12. Continuez de sélectionner des clones jusqu'à ce que chacun des 24 puits ait été complété tous les paraboloïdes préparés (voir le conseil #3).
13. Placez les 24 paraboloïdes bons dans l'incubateur durant la nuit.
14. Voyez le protocole relatif à Dissaggregation, à expansion, et à la congélation des clones de Transfected es.

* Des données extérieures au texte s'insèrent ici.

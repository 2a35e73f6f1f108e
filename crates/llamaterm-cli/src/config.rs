//! Layered configuration: defaults, TOML file, environment, then flags.

use std::path::{Path, PathBuf};
use std::str::FromStr;
use std::time::Duration;

use anyhow::{Context, Result, bail};
use llamaterm_client::{ClientConfig, GenerationParams};
use serde::{Deserialize, Serialize};
use tracing::debug;

use crate::cli::GlobalArgs;

/// Directory name under the user config dir.
const APP_DIR: &str = "lt";

/// Config file name inside [`config_dir`].
const CONFIG_FILE: &str = "config.toml";

/// Commented starter file written by `lt config init`.
pub const DEFAULT_CONFIG_TEMPLATE: &str = r#"# LlamaTerm configuration
#
# Values here are overridden by LT_* environment variables and by
# command-line flags.

# API endpoint. Any OpenAI-compatible server works:
#   Ollama     http://localhost:11434/v1
#   LM Studio  http://localhost:1234/v1
#   OpenAI     https://api.openai.com/v1
#   Groq       https://api.groq.com/openai/v1
base_url = "http://localhost:11434/v1"

# Leave empty for local servers.
api_key = ""

model = "llama3.2"
max_tokens = 1024
temperature = 0.7

# Print answers as they are generated.
stream = true

# Ask before running generated shell commands.
confirm_commands = true

# Shell used to run generated commands (defaults to $SHELL).
# shell = "/bin/zsh"

# Whole-request timeout in seconds, streamed output included.
timeout_secs = 300
"#;

// ---------------------------------------------------------------------------
// Config
// ---------------------------------------------------------------------------

/// Effective application settings.
#[derive(Debug, Clone, PartialEq, Serialize, Deserialize)]
#[serde(default)]
pub struct AppConfig {
    pub base_url: String,
    pub api_key: String,
    pub model: String,
    pub max_tokens: u32,
    pub temperature: f32,
    pub stream: bool,
    pub confirm_commands: bool,
    pub shell: String,
    pub timeout_secs: u64,
}

impl Default for AppConfig {
    fn default() -> Self {
        Self {
            base_url: llamaterm_client::client::DEFAULT_BASE_URL.to_owned(),
            api_key: String::new(),
            model: "llama3.2".to_owned(),
            max_tokens: 1024,
            temperature: 0.7,
            stream: true,
            confirm_commands: true,
            shell: default_shell(),
            timeout_secs: llamaterm_client::client::DEFAULT_TIMEOUT_SECS,
        }
    }
}

impl AppConfig {
    /// Resolve the effective configuration for this invocation.
    pub fn load(args: &GlobalArgs) -> Result<Self> {
        let mut config = match resolve_config_path(args.config.as_deref())? {
            Some(path) => Self::from_file(&path)?,
            None => {
                debug!("no config file found, using defaults");
                Self::default()
            }
        };

        config.apply_env(|name| std::env::var(name).ok())?;
        config.apply_flags(args);
        config.validate()?;
        Ok(config)
    }

    /// Read a TOML config file.  Keys it omits keep their defaults.
    pub fn from_file(path: &Path) -> Result<Self> {
        let content = std::fs::read_to_string(path)
            .with_context(|| format!("failed to read config file {}", path.display()))?;
        let config = toml::from_str(&content)
            .with_context(|| format!("failed to parse config file {}", path.display()))?;
        debug!(path = %path.display(), "config file loaded");
        Ok(config)
    }

    /// Apply environment overrides.  `lookup` returns a variable's value.
    pub fn apply_env<F>(&mut self, lookup: F) -> Result<()>
    where
        F: Fn(&str) -> Option<String>,
    {
        let get = |names: &[&'static str]| {
            names
                .iter()
                .find_map(|name| lookup(*name).filter(|v| !v.is_empty()).map(|v| (*name, v)))
        };

        if let Some((_, v)) = get(&["LT_BASE_URL", "OPENAI_BASE_URL"]) {
            self.base_url = v;
        }
        if let Some((_, v)) = get(&["LT_API_KEY", "OPENAI_API_KEY"]) {
            self.api_key = v;
        }
        if let Some((_, v)) = get(&["LT_MODEL", "OPENAI_MODEL"]) {
            self.model = v;
        }
        if let Some((name, v)) = get(&["LT_MAX_TOKENS"]) {
            self.max_tokens = parse_env(name, &v)?;
        }
        if let Some((name, v)) = get(&["LT_TEMPERATURE"]) {
            self.temperature = parse_env(name, &v)?;
        }
        if let Some((name, v)) = get(&["LT_STREAM"]) {
            self.stream = parse_bool(name, &v)?;
        }
        if let Some((name, v)) = get(&["LT_CONFIRM_COMMANDS"]) {
            self.confirm_commands = parse_bool(name, &v)?;
        }
        if let Some((_, v)) = get(&["LT_SHELL"]) {
            self.shell = v;
        }
        if let Some((name, v)) = get(&["LT_TIMEOUT_SECS"]) {
            self.timeout_secs = parse_env(name, &v)?;
        }
        Ok(())
    }

    /// Apply command-line overrides.
    pub fn apply_flags(&mut self, args: &GlobalArgs) {
        if let Some(ref v) = args.base_url {
            self.base_url = v.clone();
        }
        if let Some(ref v) = args.api_key {
            self.api_key = v.clone();
        }
        if let Some(ref v) = args.model {
            self.model = v.clone();
        }
        if let Some(v) = args.max_tokens {
            self.max_tokens = v;
        }
        if let Some(v) = args.temperature {
            self.temperature = v;
        }
        if args.no_stream {
            self.stream = false;
        }
    }

    pub fn validate(&self) -> Result<()> {
        if self.base_url.trim().is_empty() {
            bail!("base_url must not be empty");
        }
        if self.model.trim().is_empty() {
            bail!("model must not be empty");
        }
        if !(0.0..=2.0).contains(&self.temperature) {
            bail!("temperature must be between 0.0 and 2.0, got {}", self.temperature);
        }
        Ok(())
    }

    pub fn generation_params(&self) -> GenerationParams {
        GenerationParams::new(&self.model, self.max_tokens, self.temperature)
    }

    pub fn client_config(&self) -> ClientConfig {
        ClientConfig::new(&self.base_url, &self.api_key)
            .with_timeout(Duration::from_secs(self.timeout_secs))
    }
}

fn default_shell() -> String {
    std::env::var("SHELL")
        .ok()
        .filter(|s| !s.is_empty())
        .unwrap_or_else(|| "/bin/sh".to_owned())
}

fn parse_env<T: FromStr>(name: &str, value: &str) -> Result<T> {
    value
        .trim()
        .parse()
        .map_err(|_| anyhow::anyhow!("invalid value for {name}: {value:?}"))
}

fn parse_bool(name: &str, value: &str) -> Result<bool> {
    match value.trim().to_ascii_lowercase().as_str() {
        "1" | "true" | "yes" | "on" => Ok(true),
        "0" | "false" | "no" | "off" => Ok(false),
        _ => bail!("invalid value for {name}: {value:?} (expected true or false)"),
    }
}

// ---------------------------------------------------------------------------
// Paths
// ---------------------------------------------------------------------------

/// Per-user directory holding the config file, history and conversations.
pub fn config_dir() -> Option<PathBuf> {
    config_dir_from(std::env::var("XDG_CONFIG_HOME").ok(), std::env::var("HOME").ok())
}

fn config_dir_from(xdg_config_home: Option<String>, home: Option<String>) -> Option<PathBuf> {
    if let Some(xdg) = xdg_config_home.filter(|v| !v.is_empty()) {
        return Some(PathBuf::from(xdg).join(APP_DIR));
    }
    home.filter(|v| !v.is_empty())
        .map(|h| PathBuf::from(h).join(".config").join(APP_DIR))
}

/// Where `lt config init` writes and where the config is looked up first.
pub fn default_config_path() -> Option<PathBuf> {
    config_dir().map(|dir| dir.join(CONFIG_FILE))
}

/// The config file to load, if any.  An explicit path must exist; the
/// default locations are optional.
pub fn resolve_config_path(explicit: Option<&Path>) -> Result<Option<PathBuf>> {
    if let Some(path) = explicit {
        if !path.is_file() {
            bail!("config file not found: {}", path.display());
        }
        return Ok(Some(path.to_path_buf()));
    }

    let candidates = default_config_path()
        .into_iter()
        .chain(std::iter::once(PathBuf::from(CONFIG_FILE)));
    Ok(candidates.into_iter().find(|p| p.is_file()))
}

/// Mask an API key for display: `sk-a...wxyz`, or `****` for short keys.
pub fn mask_api_key(key: &str) -> String {
    let chars: Vec<char> = key.chars().collect();
    if chars.is_empty() {
        return "(not set)".to_owned();
    }
    if chars.len() < 8 {
        return "****".to_owned();
    }
    let head: String = chars[..4].iter().collect();
    let tail: String = chars[chars.len() - 4..].iter().collect();
    format!("{head}...{tail}")
}

// ---------------------------------------------------------------------------
// Tests
// ---------------------------------------------------------------------------

#[cfg(test)]
mod tests {
    use std::collections::HashMap;

    use super::*;

    fn env(vars: &[(&str, &str)]) -> impl Fn(&str) -> Option<String> {
        let map: HashMap<String, String> = vars
            .iter()
            .map(|(k, v)| ((*k).to_owned(), (*v).to_owned()))
            .collect();
        move |name: &str| map.get(name).cloned()
    }

    #[test]
    fn defaults() {
        let config = AppConfig::default();
        assert_eq!(config.base_url, "http://localhost:11434/v1");
        assert_eq!(config.model, "llama3.2");
        assert_eq!(config.max_tokens, 1024);
        assert!((config.temperature - 0.7).abs() < f32::EPSILON);
        assert!(config.stream);
        assert!(config.confirm_commands);
        assert!(config.api_key.is_empty());
        assert_eq!(config.timeout_secs, 300);
    }

    #[test]
    fn template_parses_to_defaults() {
        let parsed: AppConfig = toml::from_str(DEFAULT_CONFIG_TEMPLATE).unwrap();
        let defaults = AppConfig::default();
        assert_eq!(parsed, defaults);
    }

    #[test]
    fn partial_file_keeps_defaults() {
        let dir = tempfile::tempdir().unwrap();
        let path = dir.path().join("config.toml");
        std::fs::write(&path, "model = \"gpt-4o\"\nmax_tokens = 256\n").unwrap();

        let config = AppConfig::from_file(&path).unwrap();
        assert_eq!(config.model, "gpt-4o");
        assert_eq!(config.max_tokens, 256);
        assert_eq!(config.base_url, "http://localhost:11434/v1");
    }

    #[test]
    fn invalid_file_is_an_error() {
        let dir = tempfile::tempdir().unwrap();
        let path = dir.path().join("config.toml");
        std::fs::write(&path, "max_tokens = \"lots\"").unwrap();
        assert!(AppConfig::from_file(&path).is_err());
    }

    #[test]
    fn lt_variables_win_over_openai_ones() {
        let mut config = AppConfig::default();
        config
            .apply_env(env(&[
                ("OPENAI_API_KEY", "sk-openai"),
                ("LT_API_KEY", "sk-lt"),
                ("OPENAI_BASE_URL", "https://api.openai.com/v1"),
                ("OPENAI_MODEL", "gpt-4o"),
            ]))
            .unwrap();

        assert_eq!(config.api_key, "sk-lt");
        assert_eq!(config.base_url, "https://api.openai.com/v1");
        assert_eq!(config.model, "gpt-4o");
    }

    #[test]
    fn typed_env_overrides() {
        let mut config = AppConfig::default();
        config
            .apply_env(env(&[
                ("LT_MAX_TOKENS", "64"),
                ("LT_TEMPERATURE", "0.2"),
                ("LT_STREAM", "false"),
                ("LT_CONFIRM_COMMANDS", "0"),
                ("LT_SHELL", "/bin/bash"),
                ("LT_TIMEOUT_SECS", "30"),
            ]))
            .unwrap();

        assert_eq!(config.max_tokens, 64);
        assert!((config.temperature - 0.2).abs() < f32::EPSILON);
        assert!(!config.stream);
        assert!(!config.confirm_commands);
        assert_eq!(config.shell, "/bin/bash");
        assert_eq!(config.timeout_secs, 30);
    }

    #[test]
    fn bad_env_value_names_the_variable() {
        let mut config = AppConfig::default();
        let err = config
            .apply_env(env(&[("LT_MAX_TOKENS", "many")]))
            .unwrap_err();
        assert!(err.to_string().contains("LT_MAX_TOKENS"));
    }

    #[test]
    fn empty_env_values_are_ignored() {
        let mut config = AppConfig::default();
        config.apply_env(env(&[("LT_MODEL", "")])).unwrap();
        assert_eq!(config.model, "llama3.2");
    }

    #[test]
    fn flags_override_everything() {
        let mut config = AppConfig::default();
        config.apply_env(env(&[("LT_MODEL", "from-env")])).unwrap();
        config.apply_flags(&GlobalArgs {
            model: Some("from-flag".into()),
            base_url: Some("http://example.test/v1".into()),
            no_stream: true,
            max_tokens: Some(10),
            temperature: Some(1.5),
            ..GlobalArgs::default()
        });

        assert_eq!(config.model, "from-flag");
        assert_eq!(config.base_url, "http://example.test/v1");
        assert!(!config.stream);
        assert_eq!(config.max_tokens, 10);
        assert!((config.temperature - 1.5).abs() < f32::EPSILON);
    }

    #[test]
    fn validation() {
        let mut config = AppConfig::default();
        assert!(config.validate().is_ok());

        config.temperature = 2.5;
        assert!(config.validate().is_err());

        config.temperature = 0.7;
        config.model = " ".into();
        assert!(config.validate().is_err());
    }

    #[test]
    fn config_dir_prefers_xdg() {
        assert_eq!(
            config_dir_from(Some("/xdg".into()), Some("/home/me".into())),
            Some(PathBuf::from("/xdg/lt"))
        );
        assert_eq!(
            config_dir_from(Some(String::new()), Some("/home/me".into())),
            Some(PathBuf::from("/home/me/.config/lt"))
        );
        assert_eq!(config_dir_from(None, None), None);
    }

    #[test]
    fn explicit_config_path_must_exist() {
        let dir = tempfile::tempdir().unwrap();
        let missing = dir.path().join("nope.toml");
        assert!(resolve_config_path(Some(missing.as_path())).is_err());

        let present = dir.path().join("lt.toml");
        std::fs::write(&present, "").unwrap();
        assert_eq!(resolve_config_path(Some(present.as_path())).unwrap(), Some(present));
    }

    #[test]
    fn api_key_masking() {
        assert_eq!(mask_api_key(""), "(not set)");
        assert_eq!(mask_api_key("short"), "****");
        assert_eq!(mask_api_key("sk-abcdefghijklmnop"), "sk-a...mnop");
        assert_eq!(mask_api_key("12345678"), "1234...5678");
    }

    #[test]
    fn params_and_client_config_follow_settings() {
        let config = AppConfig {
            model: "gpt-5".into(),
            max_tokens: 99,
            timeout_secs: 12,
            ..AppConfig::default()
        };
        let params = config.generation_params();
        assert_eq!(params.model, "gpt-5");
        assert_eq!(params.max_tokens, 99);
        assert_eq!(config.client_config().timeout, Duration::from_secs(12));
    }
}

BioReagents et produits chimiques :

• Acides aminés non essentiels
• Le support de l'aigle modifié de Dulbecco (DMEM)
• HEPES
• G-418 (Geneticin)
• 2-Mercaptoethanol
• ESGRO (facteur inhibiteur de leucémie murine, LIF)
• L-Glutamine
• Sérum foetal de veau (FCS), la chaleur inactivée

Extrémités de protocole :

1. Après électroporation et sélection ultérieure, il est important de sélectionner soigneusement les clones stables pour l'expansion postérieure et l'analyse d'ADN. Copie (qui contiennent beaucoup de petits emboîtements des cellules) devrait augmenter dans la taille pendant la sélection mais ne pas subir la différentiation. Les cellules empileront vers le haut et mettront à jour une colonie discrète sur les cellules de conducteur. Les cellules dans un clone adhéreront étroitement à un un autre, le rendant difficile de voir différentes cellules ; un cadre serré devrait entourer le clone. Les clones d'es se développeront bien sur la couche de conducteur de force expéditionnaire des Marines, formant de diverses formes, telles qu'oblong ou triangulaire. Des clones qui montrent l'hétérogénéité cellulaire, telle que la formation endodermale de cellules sur la surface libre d'extérieur de la colonie, ou une propagation des cellules à la périphérie et l'aplatissement général, ne devraient pas être choisis.

2. Les clones sont sensibles au pH et aux changements de température.

3. Si vous ne pouviez pas sélectionner tous vos clones le jour 6 de la sélection, vous pouvez continuer à sélectionner le jour 7. de sélection. Les contribuants de ce protocole ne recommandent pas de sélectionner des clones le jour 8.